This is it

Location

Droplets of sweat run down my face.

The pounding in my head just won’t go away.

I know my turn is next.

The anxiety has my mind grasped ever so tightly.

It squeezes and squeezes, never letting go.

I panic.

Looking around and around the faces become a blur.

The noise in the classroom gets quiet.

Quieter.

Quieter.

Silent.

It’s only my thoughts and I now.

My mind screams run!

Run now before it’s too late.

But it is too late.

My name is called.

The noise picks back up.

The faces become clearer.

And they are all staring back at me.

My eyes dart to the teacher.

Pleading and begging.

I don’t want to go.

I won’t go.

I repeat the chant as I walk to the front of the room.

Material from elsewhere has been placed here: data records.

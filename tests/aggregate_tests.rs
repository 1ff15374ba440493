use chrono::NaiveDate;
use patient_trends::core::calculator::ages::{
    age_distribution, band_label, band_start, summarize_ages,
};
use patient_trends::core::calculator::categories::count_by;
use patient_trends::core::logic::Core;
use patient_trends::models::distribution::DistributionKind;
use patient_trends::models::filter::ReservationFilter;
use patient_trends::models::user::UserRecord;
use patient_trends::utils::date::age_on;
use patient_trends::utils::formatting::one_decimal;

fn d(y: i32, m: u32, day: u32) -> NaiveDate {
    NaiveDate::from_ymd_opt(y, m, day).unwrap()
}

fn user(id: i64, birthday: Option<NaiveDate>, gender: &str, profession: &str) -> UserRecord {
    UserRecord {
        id,
        birthday,
        gender: gender.to_string(),
        profession: profession.to_string(),
    }
}

fn june_2024() -> ReservationFilter {
    ReservationFilter::all_slots(2024, 6).unwrap()
}

fn example() -> Vec<UserRecord> {
    vec![
        user(1, Some(d(1990, 3, 15)), "F", "Teacher"),
        user(2, Some(d(1985, 11, 2)), "M", "Teacher"),
        user(3, Some(d(2000, 6, 1)), "F", "Engineer"),
    ]
}

fn pairs(v: &[(&str, usize)]) -> Vec<(String, usize)> {
    v.iter().map(|(l, c)| (l.to_string(), *c)).collect()
}

#[test]
fn test_reference_example() {
    let report = Core::summarize(&june_2024(), &example(), d(2024, 6, 1));

    assert_eq!(report.total_users, 3);
    assert_eq!(report.professions.pairs(), pairs(&[("Teacher", 2), ("Engineer", 1)]));
    assert_eq!(report.genders.pairs(), pairs(&[("F", 2), ("M", 1)]));
    assert_eq!(Core::valid_ages(&example(), d(2024, 6, 1)), vec![34, 38, 24]);

    let age = report.headline.age.clone().unwrap();
    assert_eq!(age.mean, 32.0);
    assert_eq!((age.min, age.max), (24, 38));

    assert_eq!(
        report.ages.pairs(),
        pairs(&[
            ("0-4", 0),
            ("5-9", 0),
            ("10-14", 0),
            ("15-19", 0),
            ("20-24", 1),
            ("25-29", 0),
            ("30-34", 1),
            ("35-39", 1),
        ])
    );
    assert_eq!(report.skipped_birthdays, 0);
}

#[test]
fn test_headline_metrics() {
    let report = Core::summarize(&june_2024(), &example(), d(2024, 6, 1));

    let top = report.headline.top_profession.unwrap();
    assert_eq!(top.value, "Teacher");
    assert_eq!(top.count, 2);
    assert!((top.share - 2.0 / 3.0).abs() < 1e-9);

    let ratio = report.headline.gender_ratio.unwrap();
    assert_eq!((ratio.first.as_str(), ratio.second.as_str()), ("F", "M"));
    assert_eq!(ratio.counts(), "2/1");
}

#[test]
fn test_distributions_sum_to_total() {
    let users = vec![
        user(1, Some(d(1971, 1, 1)), "F", "Nurse"),
        user(2, Some(d(1999, 12, 31)), "M", "Clerk"),
        user(3, Some(d(2019, 5, 5)), "F", "Clerk"),
        user(4, Some(d(1950, 7, 7)), "X", "Nurse"),
        user(5, Some(d(1988, 2, 2)), "M", "Chef"),
    ];
    let report = Core::summarize(&june_2024(), &users, d(2024, 6, 1));

    assert_eq!(report.professions.total(), report.total_users);
    assert_eq!(report.genders.total(), report.total_users);
    assert_eq!(report.ages.total(), report.total_users);
}

#[test]
fn test_ties_keep_first_seen_order() {
    let users = vec![
        user(1, None, "M", "Nurse"),
        user(2, None, "F", "Clerk"),
        user(3, None, "F", "Clerk"),
        user(4, None, "M", "Nurse"),
        user(5, None, "X", "Chef"),
    ];
    let report = Core::summarize(&june_2024(), &users, d(2024, 6, 1));

    assert_eq!(
        report.professions.pairs(),
        pairs(&[("Nurse", 2), ("Clerk", 2), ("Chef", 1)])
    );
    assert_eq!(report.genders.pairs(), pairs(&[("M", 2), ("F", 2), ("X", 1)]));
    assert_eq!(report.headline.top_profession.unwrap().value, "Nurse");
}

#[test]
fn test_grouping_is_exact_and_case_sensitive() {
    let dist = count_by(
        DistributionKind::Profession,
        ["teacher", "Teacher", "Teacher ", "Teacher"],
    );
    assert_eq!(
        dist.pairs(),
        pairs(&[("Teacher", 2), ("teacher", 1), ("Teacher ", 1)])
    );
}

#[test]
fn test_single_gender_has_no_ratio() {
    let users = vec![
        user(1, Some(d(1990, 1, 1)), "F", "Teacher"),
        user(2, Some(d(1991, 1, 1)), "F", "Engineer"),
    ];
    let report = Core::summarize(&june_2024(), &users, d(2024, 6, 1));

    assert!(report.headline.gender_ratio.is_none());
    assert_eq!(report.genders.pairs(), pairs(&[("F", 2)]));
}

#[test]
fn test_bad_birthdays_are_skipped_for_ages_only() {
    let users = vec![
        user(1, Some(d(1990, 3, 15)), "F", "Teacher"),
        user(2, None, "M", "Teacher"),
        user(3, Some(d(2030, 1, 1)), "F", "Engineer"),
    ];
    let report = Core::summarize(&june_2024(), &users, d(2024, 6, 1));

    assert_eq!(report.total_users, 3);
    assert_eq!(report.professions.total(), 3);
    assert_eq!(report.skipped_birthdays, 2);
    assert_eq!(report.ages.total(), 1);

    let age = report.headline.age.unwrap();
    assert_eq!((age.mean, age.min, age.max), (34.0, 34, 34));
}

#[test]
fn test_no_valid_birthday_means_no_age_summary() {
    let users = vec![user(1, None, "F", "Teacher")];
    let report = Core::summarize(&june_2024(), &users, d(2024, 6, 1));

    assert!(report.headline.age.is_none());
    assert!(report.ages.entries.is_empty());
    assert_eq!(report.skipped_birthdays, 1);
}

#[test]
fn test_summarize_is_idempotent() {
    let users = example();
    let a = Core::summarize(&june_2024(), &users, d(2024, 6, 1));
    let b = Core::summarize(&june_2024(), &users, d(2024, 6, 1));
    assert_eq!(a, b);
}

#[test]
fn test_mean_age_is_rounded_to_one_decimal() {
    let users = vec![
        user(1, Some(d(2000, 1, 1)), "F", "A"),
        user(2, Some(d(2000, 1, 1)), "F", "A"),
        user(3, Some(d(1999, 1, 1)), "F", "A"),
    ];
    // ages 24, 24, 25 → 24.333…
    let report = Core::summarize(&june_2024(), &users, d(2024, 6, 1));
    assert_eq!(one_decimal(report.headline.age.unwrap().mean), "24.3");
}

#[test]
fn test_mean_age_halves_round_to_even() {
    // 129 / 4 = 32.25 exactly
    let age = summarize_ages(&[32, 32, 32, 33]).unwrap();
    assert_eq!(age.mean, 32.25);
    assert_eq!(one_decimal(age.mean), "32.2");

    // 97 / 4 = 24.25 exactly
    assert_eq!(one_decimal(summarize_ages(&[24, 24, 24, 25]).unwrap().mean), "24.2");
    // 35 / 4 = 8.75 exactly, odd digit rounds up
    assert_eq!(one_decimal(summarize_ages(&[8, 9, 9, 9]).unwrap().mean), "8.8");
}

#[test]
fn test_age_on_counts_the_birthday_itself() {
    assert_eq!(age_on(d(2000, 6, 1), d(2024, 6, 1)), 24);
    assert_eq!(age_on(d(2000, 6, 2), d(2024, 6, 1)), 23);
    assert_eq!(age_on(d(2000, 5, 31), d(2024, 6, 1)), 24);
    assert_eq!(age_on(d(2024, 6, 1), d(2024, 6, 1)), 0);
}

#[test]
fn test_age_bands_are_half_open() {
    assert_eq!(band_start(0), 0);
    assert_eq!(band_start(4), 0);
    assert_eq!(band_start(5), 5);
    assert_eq!(band_start(40), 40);
    assert_eq!(band_label(40), "40-44");

    // an age on a band boundary gets its own band, nothing trails after it
    let dist = age_distribution(&[3, 40]);
    let labels: Vec<String> = dist.entries.iter().map(|e| e.label.clone()).collect();
    assert_eq!(labels.first().map(String::as_str), Some("0-4"));
    assert_eq!(labels.last().map(String::as_str), Some("40-44"));
    assert_eq!(dist.entries.len(), 9);
    assert_eq!(dist.total(), 2);
}

#[test]
fn test_every_age_lands_in_exactly_one_band() {
    let ages: Vec<i32> = (0..=97).collect();
    let dist = age_distribution(&ages);

    assert_eq!(dist.total(), ages.len());
    assert_eq!(dist.entries.len(), 20);
    let (last, full) = dist.entries.split_last().unwrap();
    assert!(full.iter().all(|e| e.count == 5));
    assert_eq!((last.label.as_str(), last.count), ("95-99", 3));
}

It’s no use, my feet betray me.

I’m standing at the front of the room.

All 24 sets of eyes staring at me.

Judging me.

I look once again to my teacher.

How can I express the words?

The words that will set me free.

Away from this nightmare.

I hope she understands.

How can I tell her?

I am too afraid.

What if they laugh?

She doesn’t understand.

It seems like she never does.

This is it.

I look back at the class.

I inhale deeply.

I know what I am going to say.

I have to do this.

I open my mouth.

But the words won’t come out.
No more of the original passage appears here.